Machine Learning Engineer
Job Summary:
As a Machine Learning Engineer, you will work with other smart and talented individuals to deliver high-quality data science and machine learning outcomes to clients. Our projects and clients vary greatly, but here's a typical snapshot of some of your responsibilities:
• Selecting the best technology for a given data science use case
• Choosing the best operational architecture for a ML application
• Developing ML applications
• Applying MLOps principles to data science workflows, e.g., building reproducible training pipelines
• Standing up cloud services to run ML workloads
• Automating repeatable routines in ML workflows
• Providing consulting services that combine architectural vision with hands-on technical experience using some of the latest AI/ML tools and methods
• Supporting pre-sales activities including conversations, presentations, and writing proposals
• Contributing to thought leadership activities, including blog and brown-bag content, for the wider AI/ML community
Requirements:
The ideal candidate should have:
• Commercial software development experience across different industries and organisations
• Commercial experience of machine learning application development
• Production experience in at least one cloud stack
• Consulting experience, either with external clients or internally within an organisation
• Fundamental modern software engineering skills (can design and implement a well-structured code base and software development cycle, including CI/CD, TDD, monitoring/logging)
• Solid programming skills in at least one applicable language, such as Python
• Cloud engineering skills to architect, use, and deploy cloud services in at least one cloud stack
• An understanding of key machine learning and data science concepts across different areas
• A good grasp of concepts in machine learning development cycle & MLOps, such as model development, model deployment, data versioning etc.

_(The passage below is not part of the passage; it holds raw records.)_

//! CLI argument definitions using clap.

use clap::{Parser, Subcommand, ValueEnum};
use std::path::PathBuf;

/// Soil Monitor - telemetry ingestion for the soil monitoring device
#[derive(Parser, Debug)]
#[command(
    name = "soil-monitor",
    author,
    version,
    about = "Soil telemetry ingestion pipeline",
    long_about = "Reads telemetry from a soil monitoring device (serial, TCP bridge, \n\
                  simulator or captured log), derives irrigation sessions and alerts, \n\
                  and persists everything to SQLite."
)]
pub struct Cli {
    /// Increase logging verbosity (-v for debug, -vv for trace)
    #[arg(short, long, action = clap::ArgAction::Count, global = true, env = "SOIL_MONITOR_VERBOSE")]
    pub verbose: u8,

    /// Suppress all output except warnings and errors
    #[arg(short, long, global = true, conflicts_with = "verbose")]
    pub quiet: bool,

    /// Log output format
    #[arg(
        long,
        value_enum,
        default_value = "pretty",
        global = true,
        env = "SOIL_MONITOR_LOG_FORMAT"
    )]
    pub log_format: LogFormat,

    #[command(subcommand)]
    pub command: Commands,
}

/// Available CLI commands
#[derive(Subcommand, Debug)]
pub enum Commands {
    /// Run the monitoring pipeline until interrupted
    Run(RunArgs),

    /// Validate configuration file without running
    Validate(ValidateArgs),

    /// Display configuration information
    Info(InfoArgs),

    /// Print a report from an existing database
    Report(ReportArgs),
}

/// Arguments for the `run` command
#[derive(Parser, Debug, Clone)]
pub struct RunArgs {
    /// Path to configuration file (TOML or JSON); defaults apply when absent
    #[arg(short, long, env = "SOIL_MONITOR_CONFIG")]
    pub config: Option<PathBuf>,

    /// Serial device path or tcp://host:port of a serial bridge (selects live mode)
    #[arg(long, env = "SOIL_MONITOR_DEVICE")]
    pub device: Option<String>,

    /// Serial baud rate
    #[arg(long, env = "SOIL_MONITOR_BAUD")]
    pub baud: Option<u32>,

    /// SQLite database path
    #[arg(long, env = "SOIL_MONITOR_DB")]
    pub db: Option<PathBuf>,

    /// Use the built-in device simulator
    #[arg(long, conflicts_with_all = ["device", "replay"])]
    pub simulate: bool,

    /// Replay a captured serial log instead of reading a device
    #[arg(long, conflicts_with = "device")]
    pub replay: Option<PathBuf>,

    /// Directory for the final report
    #[arg(long, env = "SOIL_MONITOR_REPORT_DIR")]
    pub report_dir: Option<PathBuf>,

    /// Stop after this many seconds (0 = until Ctrl+C)
    #[arg(long, default_value = "0", env = "SOIL_MONITOR_DURATION")]
    pub duration: u64,

    /// Validate configuration and exit without running pipeline
    #[arg(long)]
    pub dry_run: bool,

    /// Metrics server port (0 = disabled)
    #[arg(long, default_value = "0", env = "SOIL_MONITOR_METRICS_PORT")]
    pub metrics_port: u16,
}

/// Arguments for the `validate` command
#[derive(Parser, Debug)]
pub struct ValidateArgs {
    /// Path to configuration file to validate
    #[arg(short, long, default_value = "soil_monitor.toml")]
    pub config: PathBuf,

    /// Output validation result as JSON
    #[arg(long)]
    pub json: bool,
}

/// Arguments for the `info` command
#[derive(Parser, Debug)]
pub struct InfoArgs {
    /// Path to configuration file; defaults are shown when absent
    #[arg(short, long)]
    pub config: Option<PathBuf>,

    /// Output as JSON
    #[arg(long)]
    pub json: bool,

    /// Show alert thresholds
    #[arg(long)]
    pub alerts: bool,
}

/// Arguments for the `report` command
#[derive(Parser, Debug)]
pub struct ReportArgs {
    /// SQLite database path
    #[arg(long, default_value = "soil_monitoring.db", env = "SOIL_MONITOR_DB")]
    pub db: PathBuf,

    /// Report period in hours
    #[arg(long, default_value = "24")]
    pub hours: u64,

    /// Write the report into this directory instead of stdout
    #[arg(short, long)]
    pub output: Option<PathBuf>,
}

/// Log output format
#[derive(ValueEnum, Clone, Copy, Debug, Default)]
pub enum LogFormat {
    /// JSON structured logging
    Json,
    /// Human-readable pretty format
    #[default]
    Pretty,
    /// Compact single-line format
    Compact,
}

impl From<LogFormat> for observability::LogFormat {
    fn from(format: LogFormat) -> Self {
        match format {
            LogFormat::Json => Self::Json,
            LogFormat::Pretty => Self::Pretty,
            LogFormat::Compact => Self::Compact,
        }
    }
}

• Evidence of ML project delivery or self-learning that can be demonstrated
• Exposure to one or more ML technologies and/or frameworks such as Amazon Sagemaker, Google AI Platform, Databricks / mlfow, AI API Services, and/or TensorFlow, Pytorch, Scikit-Learn etc, with demonstrable production experience
• The ability to search and evaluate the best tool for a range of different technical problems
What We Offer:
We value diverse skill-sets and do not necessarily require all the above. However, we believe in supporting our team to take their career in a direction that aligns with their passions. You'll get all the tools you need to hit the ground running, including a new phone, laptop & swag. Our My Deal program allows you to tailor your yearly plan, with the support of your Leader, to decide on what's most important to you. This might include extra professional development, extra annual or parental leave, time to work on your side hustle, or something else completely different.